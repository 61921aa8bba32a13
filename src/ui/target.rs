use crate::ui::LiveView;
use ratatui::{
    backend::{Backend, ClearType},
    layout::{Position, Rect},
    Terminal, TerminalOptions, Viewport,
};
use std::io;

/// Rows kept free under the frame for the operator prompt.
const PROMPT_ROWS: u16 = 1;

#[derive(Debug, Clone, Copy, PartialEq, Eq)]
pub struct TerminalSize {
    pub columns: u16,
    pub rows: u16,
}

impl TerminalSize {
    pub fn new(columns: u16, rows: u16) -> Self {
        Self { columns, rows }
    }

    pub fn current() -> io::Result<Self> {
        let (columns, rows) = crossterm::terminal::size()?;
        Ok(Self { columns, rows })
    }

    fn frame_area(self) -> Rect {
        Rect::new(0, 0, self.columns, self.rows.saturating_sub(PROMPT_ROWS))
    }
}

/// Surface a refresh loop draws the live view onto.
///
/// Exactly one refresh loop owns the target at a time; it is handed back to
/// the session when the loop stops.
pub trait RenderTarget: Send + 'static {
    /// Lays the surface out for `size`. Called once before a loop starts,
    /// ahead of the operator prompt.
    fn begin(&mut self, size: TerminalSize) -> io::Result<()>;

    /// Blanks the frame. The prompt row below it is left as is.
    fn clear(&mut self) -> io::Result<()>;

    fn draw(&mut self, view: &LiveView<'_>) -> io::Result<()>;
}

pub struct TerminalTarget<B: Backend> {
    terminal: Terminal<B>,
    area: Rect,
}

impl<B: Backend> TerminalTarget<B> {
    pub fn new(backend: B, size: TerminalSize) -> io::Result<Self> {
        let area = size.frame_area();
        let terminal = Terminal::with_options(
            backend,
            TerminalOptions {
                viewport: Viewport::Fixed(area),
            },
        )?;
        Ok(Self { terminal, area })
    }

    pub fn backend(&self) -> &B {
        self.terminal.backend()
    }
}

impl<B: Backend + Send + 'static> RenderTarget for TerminalTarget<B> {
    fn begin(&mut self, size: TerminalSize) -> io::Result<()> {
        let area = size.frame_area();
        if area != self.area {
            // Wipes the whole screen, prompt row included.
            self.area = area;
            self.terminal.resize(area)?;
        }
        self.terminal.set_cursor_position((0, area.bottom()))
    }

    fn clear(&mut self) -> io::Result<()> {
        // Terminal::clear erases to the end of the screen on fixed viewports.
        let backend = self.terminal.backend_mut();
        for y in self.area.top()..self.area.bottom() {
            backend.set_cursor_position(Position::new(0, y))?;
            backend.clear_region(ClearType::CurrentLine)?;
        }
        // Drop the last frame so the next draw repaints every cell.
        self.terminal.swap_buffers();
        Ok(())
    }

    fn draw(&mut self, view: &LiveView<'_>) -> io::Result<()> {
        let prompt_row = self.area.bottom();
        self.terminal.draw(|frame| {
            view.render(frame, frame.area());
            frame.set_cursor_position((0, prompt_row));
        })?;
        Ok(())
    }
}

#[cfg(test)]
mod tests {
    use super::*;
    use crate::{
        data::{DepthLevel, DepthSnapshot, InstrumentId, Sample},
        ui::DepthState,
    };
    use chrono::{DateTime, Utc};
    use ratatui::{backend::TestBackend, buffer::Cell};

    fn screen_text(target: &TerminalTarget<TestBackend>) -> String {
        target
            .backend()
            .buffer()
            .content()
            .iter()
            .map(|cell| cell.symbol())
            .collect()
    }

    #[test]
    fn draws_live_view_above_prompt_row() {
        let size = TerminalSize::new(100, 30);
        let mut target = TerminalTarget::new(TestBackend::new(100, 30), size).unwrap();
        let instrument = InstrumentId::from("BTCUSD");
        let series: Vec<Sample> = (0..10)
            .map(|day| Sample {
                time: DateTime::from_timestamp(1_700_000_000 + day * 86_400, 0).unwrap(),
                price: 37_000.0 + day as f64 * 100.0,
            })
            .collect();
        let depth = DepthState::Ready(DepthSnapshot {
            bids: vec![DepthLevel { price: 37_899.5, volume: 0.25 }],
            asks: vec![DepthLevel { price: 37_900.5, volume: 1.5 }],
        });
        let view = LiveView {
            instrument: &instrument,
            series: &series,
            depth: &depth,
            depth_levels: 5,
            updated_at: Utc::now(),
        };

        target.begin(size).unwrap();
        target.clear().unwrap();
        target.draw(&view).unwrap();

        let text = screen_text(&target);
        assert!(text.contains("BTCUSD Price Chart"));
        assert!(text.contains("Orderbook for BTCUSD"));
        assert!(text.contains("37899.5"));
        assert_eq!(
            target.terminal.backend_mut().get_cursor_position().unwrap(),
            Position::new(0, 29)
        );
    }

    fn put(target: &mut TerminalTarget<TestBackend>, x: u16, y: u16, symbol: &str) {
        let mut cell = Cell::default();
        cell.set_symbol(symbol);
        target
            .terminal
            .backend_mut()
            .draw(std::iter::once((x, y, &cell)))
            .unwrap();
    }

    fn symbol_at(target: &TerminalTarget<TestBackend>, x: u16, y: u16) -> String {
        target.backend().buffer()[(x, y)].symbol().to_string()
    }

    #[test]
    fn refresh_leaves_prompt_row_alone() {
        let size = TerminalSize::new(60, 10);
        let mut target = TerminalTarget::new(TestBackend::new(60, 10), size).unwrap();
        let instrument = InstrumentId::from("ETHUSD");
        let depth = DepthState::Ready(DepthSnapshot::default());
        let view = LiveView {
            instrument: &instrument,
            series: &[],
            depth: &depth,
            depth_levels: 5,
            updated_at: Utc::now(),
        };

        target.begin(size).unwrap();
        target.draw(&view).unwrap();
        put(&mut target, 0, 9, "P");
        put(&mut target, 1, 9, ">");

        target.clear().unwrap();
        assert!(screen_text(&target).contains("P>"));
        assert!(!screen_text(&target).contains("ETHUSD"));

        target.draw(&view).unwrap();
        assert_eq!(symbol_at(&target, 0, 9), "P");
        assert_eq!(symbol_at(&target, 1, 9), ">");
        assert!(screen_text(&target).contains("Orderbook for ETHUSD"));
    }

    #[test]
    fn begin_at_same_size_keeps_prompt_row() {
        let size = TerminalSize::new(60, 10);
        let mut target = TerminalTarget::new(TestBackend::new(60, 10), size).unwrap();
        put(&mut target, 0, 9, "P");

        target.begin(size).unwrap();

        assert_eq!(symbol_at(&target, 0, 9), "P");
        assert_eq!(
            target.terminal.backend_mut().get_cursor_position().unwrap(),
            Position::new(0, 9)
        );
    }

    #[test]
    fn begin_shrinks_frame_to_new_size() {
        let mut target =
            TerminalTarget::new(TestBackend::new(120, 40), TerminalSize::new(120, 40)).unwrap();

        target.begin(TerminalSize::new(80, 24)).unwrap();

        assert_eq!(target.area, Rect::new(0, 0, 80, 23));
    }
}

..............................

● **What is required**:
Output the whole of the material above, exactly.

● **Expected output**:
repository 61921aa8bba32a13
filename src/ui/target.rs
use crate::ui::LiveView;
use ratatui::{
    backend::{Backend, ClearType},
    layout::{Position, Rect},
    Terminal, TerminalOptions, Viewport,
};
use std::io;

/// Rows kept free under the frame for the operator prompt.
const PROMPT_ROWS: u16 = 1;

#[derive(Debug, Clone, Copy, PartialEq, Eq)]
pub struct TerminalSize {
    pub columns: u16,
    pub rows: u16,
}

impl TerminalSize {
    pub fn new(columns: u16, rows: u16) -> Self {
        Self { columns, rows }
    }

    pub fn current() -> io::Result<Self> {
        let (columns, rows) = crossterm::terminal::size()?;
        Ok(Self { columns, rows })
    }

    fn frame_area(self) -> Rect {
        Rect::new(0, 0, self.columns, self.rows.saturating_sub(PROMPT_ROWS))
    }
}

/// Surface a refresh loop draws the live view onto.
///
/// Exactly one refresh loop owns the target at a time; it is handed back to
/// the session when the loop stops.
pub trait RenderTarget: Send + 'static {
    /// Lays the surface out for `size`. Called once before a loop starts,
    /// ahead of the operator prompt.
    fn begin(&mut self, size: TerminalSize) -> io::Result<()>;

    /// Blanks the frame. The prompt row below it is left as is.
    fn clear(&mut self) -> io::Result<()>;

    fn draw(&mut self, view: &LiveView<'_>) -> io::Result<()>;
}

pub struct TerminalTarget<B: Backend> {
    terminal: Terminal<B>,
    area: Rect,
}

impl<B: Backend> TerminalTarget<B> {
    pub fn new(backend: B, size: TerminalSize) -> io::Result<Self> {
        let area = size.frame_area();
        let terminal = Terminal::with_options(
            backend,
            TerminalOptions {
                viewport: Viewport::Fixed(area),
            },
        )?;
        Ok(Self { terminal, area })
    }

    pub fn backend(&self) -> &B {
        self.terminal.backend()
    }
}

impl<B: Backend + Send + 'static> RenderTarget for TerminalTarget<B> {
    fn begin(&mut self, size: TerminalSize) -> io::Result<()> {
        let area = size.frame_area();
        if area != self.area {
            // Wipes the whole screen, prompt row included.
            self.area = area;
            self.terminal.resize(area)?;
        }
        self.terminal.set_cursor_position((0, area.bottom()))
    }

    fn clear(&mut self) -> io::Result<()> {
        // Terminal::clear erases to the end of the screen on fixed viewports.
        let backend = self.terminal.backend_mut();
        for y in self.area.top()..self.area.bottom() {
            backend.set_cursor_position(Position::new(0, y))?;
            backend.clear_region(ClearType::CurrentLine)?;
        }
        // Drop the last frame so the next draw repaints every cell.
        self.terminal.swap_buffers();
        Ok(())
    }

    fn draw(&mut self, view: &LiveView<'_>) -> io::Result<()> {
        let prompt_row = self.area.bottom();
        self.terminal.draw(|frame| {
            view.render(frame, frame.area());
            frame.set_cursor_position((0, prompt_row));
        })?;
        Ok(())
    }
}

#[cfg(test)]
mod tests {
    use super::*;
    use crate::{
        data::{DepthLevel, DepthSnapshot, InstrumentId, Sample},
        ui::DepthState,
    };
    use chrono::{DateTime, Utc};
    use ratatui::{backend::TestBackend, buffer::Cell};

    fn screen_text(target: &TerminalTarget<TestBackend>) -> String {
        target
            .backend()
            .buffer()
            .content()
            .iter()
            .map(|cell| cell.symbol())
            .collect()
    }

    #[test]
    fn draws_live_view_above_prompt_row() {
        let size = TerminalSize::new(100, 30);
        let mut target = TerminalTarget::new(TestBackend::new(100, 30), size).unwrap();
        let instrument = InstrumentId::from("BTCUSD");
        let series: Vec<Sample> = (0..10)
            .map(|day| Sample {
                time: DateTime::from_timestamp(1_700_000_000 + day * 86_400, 0).unwrap(),
                price: 37_000.0 + day as f64 * 100.0,
            })
            .collect();
        let depth = DepthState::Ready(DepthSnapshot {
            bids: vec![DepthLevel { price: 37_899.5, volume: 0.25 }],
            asks: vec![DepthLevel { price: 37_900.5, volume: 1.5 }],
        });
        let view = LiveView {
            instrument: &instrument,
            series: &series,
            depth: &depth,
            depth_levels: 5,
            updated_at: Utc::now(),
        };

        target.begin(size).unwrap();
        target.clear().unwrap();
        target.draw(&view).unwrap();

        let text = screen_text(&target);
        assert!(text.contains("BTCUSD Price Chart"));
        assert!(text.contains("Orderbook for BTCUSD"));
        assert!(text.contains("37899.5"));
        assert_eq!(
            target.terminal.backend_mut().get_cursor_position().unwrap(),
            Position::new(0, 29)
        );
    }

    fn put(target: &mut TerminalTarget<TestBackend>, x: u16, y: u16, symbol: &str) {
        let mut cell = Cell::default();
        cell.set_symbol(symbol);
        target
            .terminal
            .backend_mut()
            .draw(std::iter::once((x, y, &cell)))
            .unwrap();
    }

    fn symbol_at(target: &TerminalTarget<TestBackend>, x: u16, y: u16) -> String {
        target.backend().buffer()[(x, y)].symbol().to_string()
    }

    #[test]
    fn refresh_leaves_prompt_row_alone() {
        let size = TerminalSize::new(60, 10);
        let mut target = TerminalTarget::new(TestBackend::new(60, 10), size).unwrap();
        let instrument = InstrumentId::from("ETHUSD");
        let depth = DepthState::Ready(DepthSnapshot::default());
        let view = LiveView {
            instrument: &instrument,
            series: &[],
            depth: &depth,
            depth_levels: 5,
            updated_at: Utc::now(),
        };

        target.begin(size).unwrap();
        target.draw(&view).unwrap();
        put(&mut target, 0, 9, "P");
        put(&mut target, 1, 9, ">");

        target.clear().unwrap();
        assert!(screen_text(&target).contains("P>"));
        assert!(!screen_text(&target).contains("ETHUSD"));

        target.draw(&view).unwrap();
        assert_eq!(symbol_at(&target, 0, 9), "P");
        assert_eq!(symbol_at(&target, 1, 9), ">");
        assert!(screen_text(&target).contains("Orderbook for ETHUSD"));
    }

    #[test]
    fn begin_at_same_size_keeps_prompt_row() {
        let size = TerminalSize::new(60, 10);
        let mut target = TerminalTarget::new(TestBackend::new(60, 10), size).unwrap();
        put(&mut target, 0, 9, "P");

        target.begin(size).unwrap();

        assert_eq!(symbol_at(&target, 0, 9), "P");
        assert_eq!(
            target.terminal.backend_mut().get_cursor_position().unwrap(),
            Position::new(0, 9)
        );
    }

    #[test]
    fn begin_shrinks_frame_to_new_size() {
        let mut target =
            TerminalTarget::new(TestBackend::new(120, 40), TerminalSize::new(120, 40)).unwrap();

        target.begin(TerminalSize::new(80, 24)).unwrap();

        assert_eq!(target.area, Rect::new(0, 0, 80, 23));
    }
}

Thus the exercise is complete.